__Try it__. The lines of the records that include "artifacts" should all be copied.

__Source material__.

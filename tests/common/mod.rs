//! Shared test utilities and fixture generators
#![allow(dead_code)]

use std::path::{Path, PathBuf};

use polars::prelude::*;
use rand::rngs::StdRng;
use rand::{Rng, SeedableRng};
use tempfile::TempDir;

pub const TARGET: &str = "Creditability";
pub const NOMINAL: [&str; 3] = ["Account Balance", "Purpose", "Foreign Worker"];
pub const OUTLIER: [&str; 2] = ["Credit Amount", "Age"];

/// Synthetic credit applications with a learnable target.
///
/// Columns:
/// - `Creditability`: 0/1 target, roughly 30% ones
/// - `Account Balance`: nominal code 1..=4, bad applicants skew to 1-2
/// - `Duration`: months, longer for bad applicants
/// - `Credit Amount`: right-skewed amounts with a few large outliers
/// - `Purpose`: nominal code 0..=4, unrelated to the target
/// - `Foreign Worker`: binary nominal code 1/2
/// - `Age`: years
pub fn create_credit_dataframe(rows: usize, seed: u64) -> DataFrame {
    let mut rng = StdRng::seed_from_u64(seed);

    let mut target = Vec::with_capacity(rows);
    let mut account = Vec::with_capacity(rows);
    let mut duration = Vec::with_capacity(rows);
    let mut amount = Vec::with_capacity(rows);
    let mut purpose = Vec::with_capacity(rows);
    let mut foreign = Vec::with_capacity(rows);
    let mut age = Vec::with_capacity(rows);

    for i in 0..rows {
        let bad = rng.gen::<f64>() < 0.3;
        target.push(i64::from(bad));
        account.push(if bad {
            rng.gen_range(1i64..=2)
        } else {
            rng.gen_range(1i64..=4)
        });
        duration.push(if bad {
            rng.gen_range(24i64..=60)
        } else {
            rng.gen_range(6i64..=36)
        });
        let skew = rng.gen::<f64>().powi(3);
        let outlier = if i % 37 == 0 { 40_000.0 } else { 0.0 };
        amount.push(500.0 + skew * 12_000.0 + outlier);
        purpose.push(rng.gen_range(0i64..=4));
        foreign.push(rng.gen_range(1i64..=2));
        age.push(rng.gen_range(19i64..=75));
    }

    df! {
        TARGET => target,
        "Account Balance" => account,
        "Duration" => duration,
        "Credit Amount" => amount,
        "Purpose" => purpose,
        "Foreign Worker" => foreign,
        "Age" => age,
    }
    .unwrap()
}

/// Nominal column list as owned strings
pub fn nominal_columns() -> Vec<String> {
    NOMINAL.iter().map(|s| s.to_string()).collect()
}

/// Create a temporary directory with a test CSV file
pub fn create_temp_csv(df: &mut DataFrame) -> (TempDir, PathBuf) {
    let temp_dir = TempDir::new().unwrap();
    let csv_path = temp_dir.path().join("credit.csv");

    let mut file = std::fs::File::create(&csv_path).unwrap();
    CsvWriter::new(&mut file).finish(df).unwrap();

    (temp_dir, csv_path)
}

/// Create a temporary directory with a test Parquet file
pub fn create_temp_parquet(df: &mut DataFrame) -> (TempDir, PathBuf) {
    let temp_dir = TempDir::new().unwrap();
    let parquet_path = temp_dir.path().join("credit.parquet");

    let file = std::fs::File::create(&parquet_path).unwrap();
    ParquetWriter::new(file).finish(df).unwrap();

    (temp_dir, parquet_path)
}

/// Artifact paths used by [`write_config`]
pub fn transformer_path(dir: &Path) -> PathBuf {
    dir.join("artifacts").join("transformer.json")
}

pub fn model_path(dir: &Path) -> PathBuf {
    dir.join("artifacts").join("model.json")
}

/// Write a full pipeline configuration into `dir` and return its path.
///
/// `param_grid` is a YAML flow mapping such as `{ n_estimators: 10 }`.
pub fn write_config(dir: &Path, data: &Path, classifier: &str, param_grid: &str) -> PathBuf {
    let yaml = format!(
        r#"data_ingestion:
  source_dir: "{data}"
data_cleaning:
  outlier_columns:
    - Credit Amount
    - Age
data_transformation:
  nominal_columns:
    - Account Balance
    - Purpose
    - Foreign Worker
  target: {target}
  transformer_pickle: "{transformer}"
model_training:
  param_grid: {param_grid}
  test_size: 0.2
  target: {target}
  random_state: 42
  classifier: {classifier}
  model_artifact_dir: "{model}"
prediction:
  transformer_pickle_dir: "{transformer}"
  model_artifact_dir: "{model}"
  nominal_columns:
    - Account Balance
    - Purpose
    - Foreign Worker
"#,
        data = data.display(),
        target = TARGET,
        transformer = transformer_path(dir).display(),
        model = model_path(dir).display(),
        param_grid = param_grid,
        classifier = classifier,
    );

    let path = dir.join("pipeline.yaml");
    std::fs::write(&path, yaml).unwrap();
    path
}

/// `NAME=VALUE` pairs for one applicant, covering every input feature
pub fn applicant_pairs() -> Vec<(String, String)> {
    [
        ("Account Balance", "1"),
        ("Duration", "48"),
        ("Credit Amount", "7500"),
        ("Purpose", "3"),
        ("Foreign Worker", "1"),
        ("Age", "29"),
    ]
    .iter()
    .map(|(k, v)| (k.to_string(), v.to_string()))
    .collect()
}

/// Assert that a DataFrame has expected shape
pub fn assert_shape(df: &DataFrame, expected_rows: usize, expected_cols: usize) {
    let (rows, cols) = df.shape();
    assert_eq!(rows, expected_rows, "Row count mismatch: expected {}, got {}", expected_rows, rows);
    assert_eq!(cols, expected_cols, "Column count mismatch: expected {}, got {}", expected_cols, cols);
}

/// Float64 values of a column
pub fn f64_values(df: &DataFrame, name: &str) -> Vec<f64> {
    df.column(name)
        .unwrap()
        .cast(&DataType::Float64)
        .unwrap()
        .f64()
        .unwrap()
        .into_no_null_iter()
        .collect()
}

* * *

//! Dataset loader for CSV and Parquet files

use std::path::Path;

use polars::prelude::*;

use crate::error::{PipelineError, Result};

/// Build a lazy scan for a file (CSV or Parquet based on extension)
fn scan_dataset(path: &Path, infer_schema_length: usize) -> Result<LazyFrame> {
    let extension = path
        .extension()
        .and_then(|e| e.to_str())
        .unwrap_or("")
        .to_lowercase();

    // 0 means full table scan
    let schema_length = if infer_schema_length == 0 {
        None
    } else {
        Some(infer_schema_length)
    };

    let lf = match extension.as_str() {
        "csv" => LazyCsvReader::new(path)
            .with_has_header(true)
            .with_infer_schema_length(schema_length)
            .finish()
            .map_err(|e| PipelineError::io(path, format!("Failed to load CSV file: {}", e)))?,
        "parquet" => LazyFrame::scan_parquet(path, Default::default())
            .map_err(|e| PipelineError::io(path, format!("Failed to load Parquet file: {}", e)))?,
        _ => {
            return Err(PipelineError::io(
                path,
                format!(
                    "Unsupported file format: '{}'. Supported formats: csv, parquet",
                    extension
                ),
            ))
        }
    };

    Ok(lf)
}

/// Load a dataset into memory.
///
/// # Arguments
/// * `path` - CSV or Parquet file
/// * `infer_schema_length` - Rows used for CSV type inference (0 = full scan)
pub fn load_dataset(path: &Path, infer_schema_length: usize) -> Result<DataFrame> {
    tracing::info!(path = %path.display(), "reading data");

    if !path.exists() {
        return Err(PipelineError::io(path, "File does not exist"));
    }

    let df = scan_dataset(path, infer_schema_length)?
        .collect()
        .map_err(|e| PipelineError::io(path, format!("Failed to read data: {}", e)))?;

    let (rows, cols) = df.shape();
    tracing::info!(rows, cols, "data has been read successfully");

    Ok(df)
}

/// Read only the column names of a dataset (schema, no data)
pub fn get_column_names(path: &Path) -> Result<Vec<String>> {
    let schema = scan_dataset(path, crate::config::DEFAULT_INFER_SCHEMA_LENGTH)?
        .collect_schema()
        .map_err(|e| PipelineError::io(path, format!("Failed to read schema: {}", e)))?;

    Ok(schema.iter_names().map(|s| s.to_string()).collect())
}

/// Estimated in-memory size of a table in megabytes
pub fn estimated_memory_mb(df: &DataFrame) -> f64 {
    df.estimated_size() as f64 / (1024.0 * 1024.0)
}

__Exercise response__.
    dir.join("artifacts").join("transformer.json")
    dir.join("artifacts").join("model.json")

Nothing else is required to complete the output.